In [3]:
import pandas as pd
import numpy as np
import json
import re
from nltk.tokenize import RegexpTokenizer
from nltk.stem.snowball import SnowballStemmer
from nltk.corpus import stopwords

from sklearn.feature_extraction.text import CountVectorizer
from sklearn.feature_extraction.text import TfidfTransformer, TfidfVectorizer

from sklearn.metrics import accuracy_score
from sklearn.metrics.pairwise import cosine_similarity
from sklearn.model_selection import train_test_split
from sklearn.naive_bayes import GaussianNB

import pickle

In this task, we are going to recommend top 10 resumes for particular job posting.

As we know, there are a thousand kind of jobs (e.g: IT, finance, banking, teacher, art, music, movie, etc..). It is not possible for us to know what exactly the tile. Therefore, in this task, we are simply device two type of jobs. IT jobs and non IT jobs. 

IT jobs involving anything about developer, programmer, programming language, database .. etc..

NonIT jobs are the rest.

I provide a training model that I've trained by using the dataset, this model simply classify which job posting from our data belong to IT or nonIT. 

Because we only consider IT and nonIT things, so I construct a keywords if IT jobs, which will help us classify which given resume belong to IT and which are not.

The accuracy of the model I've train was 85%.

In [4]:
#Load the training model
vectorizer_model = pickle.load(open("count_vectorizer_model.pkl",'rb'))
selector = pickle.load(open("reduce_dimension_selector.pkl",'rb'))
gnb = pickle.load(open("gaussian_model.pkl",'rb'))

In [5]:
#construct keywords for IT related
it_keywords = "java c c++ .net javascript database system developer programmer c# python machine learning web-developer \
                web android ios window linux unix cloud computing computer science data embedding ai artificial intelligence \
                big-data bigdata big c/c++ uml software information iphone objective-c oop swift sql hbase hive nosql asp.net \
                mvc framework html css xcode eclipse xml rest-api api mysql sqlserver php bash mining blockchain deep \
                data structure algorithms network tcpip tcp-ip neural j2ee, jsf, spring"
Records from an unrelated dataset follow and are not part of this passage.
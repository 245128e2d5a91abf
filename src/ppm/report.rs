use super::analytics::{
    completion_rate, group_findings_by_status, percentage, unique_equipment, FindingsGrouping,
    FindingsGroups,
};
use super::domain::{PpmRecord, PpmStatus};
use super::schedule::PpmSchedule;
use chrono::NaiveDate;
use serde::Serialize;

#[derive(Debug, Clone, Serialize)]
pub struct PeriodProgressEntry {
    pub date: String,
    pub completed: usize,
    pub in_progress: usize,
    pub pending: usize,
    pub total: usize,
    pub completion_rate: u8,
}

#[derive(Debug, Clone, Serialize)]
pub struct StatusCountEntry {
    pub status: PpmStatus,
    pub status_label: &'static str,
    pub count: usize,
}

/// Dashboard summary for the firefighting & alarm tracker.
#[derive(Debug, Clone, Serialize)]
pub struct PpmReport {
    pub as_of: NaiveDate,
    pub record_count: usize,
    pub equipment: Vec<String>,
    pub period_progress: Vec<PeriodProgressEntry>,
    pub status_totals: Vec<StatusCountEntry>,
    pub overall_completion_rate: u8,
    #[serde(skip_serializing_if = "Option::is_none")]
    pub latest_period: Option<String>,
    pub latest_completion_rate: u8,
    pub open_findings: usize,
    pub findings: FindingsGroups,
}

impl PpmReport {
    pub fn build(
        records: &[PpmRecord],
        schedule: &PpmSchedule,
        grouping: &FindingsGrouping,
        as_of: NaiveDate,
    ) -> Self {
        let period_progress: Vec<PeriodProgressEntry> = schedule
            .labels()
            .map(|label| period_progress(records, label))
            .collect();

        let status_totals = PpmStatus::ordered()
            .into_iter()
            .map(|status| StatusCountEntry {
                status,
                status_label: status.label(),
                count: records
                    .iter()
                    .flat_map(|record| &record.periods)
                    .filter(|period| period.status == status)
                    .count(),
            })
            .collect();

        let (completed, total) = period_progress
            .iter()
            .fold((0, 0), |(completed, total), entry| {
                (completed + entry.completed, total + entry.total)
            });

        let latest_period = schedule.latest_label().map(str::to_string);
        let latest_completion_rate = latest_period
            .as_deref()
            .map_or(0, |label| completion_rate(records, label));

        let findings = group_findings_by_status(records, grouping);

        Self {
            as_of,
            record_count: records.len(),
            equipment: unique_equipment(records),
            period_progress,
            status_totals,
            overall_completion_rate: percentage(completed, total),
            latest_period,
            latest_completion_rate,
            open_findings: findings.total_entries(),
            findings,
        }
    }
}

fn period_progress(records: &[PpmRecord], label: &str) -> PeriodProgressEntry {
    let mut entry = PeriodProgressEntry {
        date: label.to_string(),
        completed: 0,
        in_progress: 0,
        pending: 0,
        total: 0,
        completion_rate: completion_rate(records, label),
    };

    for period in records.iter().filter_map(|record| record.period(label)) {
        entry.total += 1;
        match period.status {
            PpmStatus::Completed => entry.completed += 1,
            PpmStatus::InProgress => entry.in_progress += 1,
            PpmStatus::Pending => entry.pending += 1,
        }
    }

    entry
}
First, we will define the function to read resume in txt format.

In [16]:
#get the id of resume
cv_list = np.arange(1,867)

# a function to get the path name for each particular cv 
def get_path_resume(number):
    """
    This function to get path name for a cv
    :param 
        number: the CV's number
    :result: path name of cv
    """
    return "./resumeTxt/resume_("+str(number)+ ").txt"

def read_cv_txt(path):
    with open(path,'rb') as f:
        data = f.readlines()
    data = [str(d.strip(),'utf-8') for d in data if d.strip() != b'' and len(d.strip()) >1]
    return data

Then, we are going to read all the job posting from json format, which was constructed from the Task 1. 

In [17]:
#read the job posting in the kson format that I construct from Task1
def read_json():
    #open the job posting in json format
    with open('job_posting.json','r') as f: 
        json_result = json.load(f)
        return json_result['listings']['listing']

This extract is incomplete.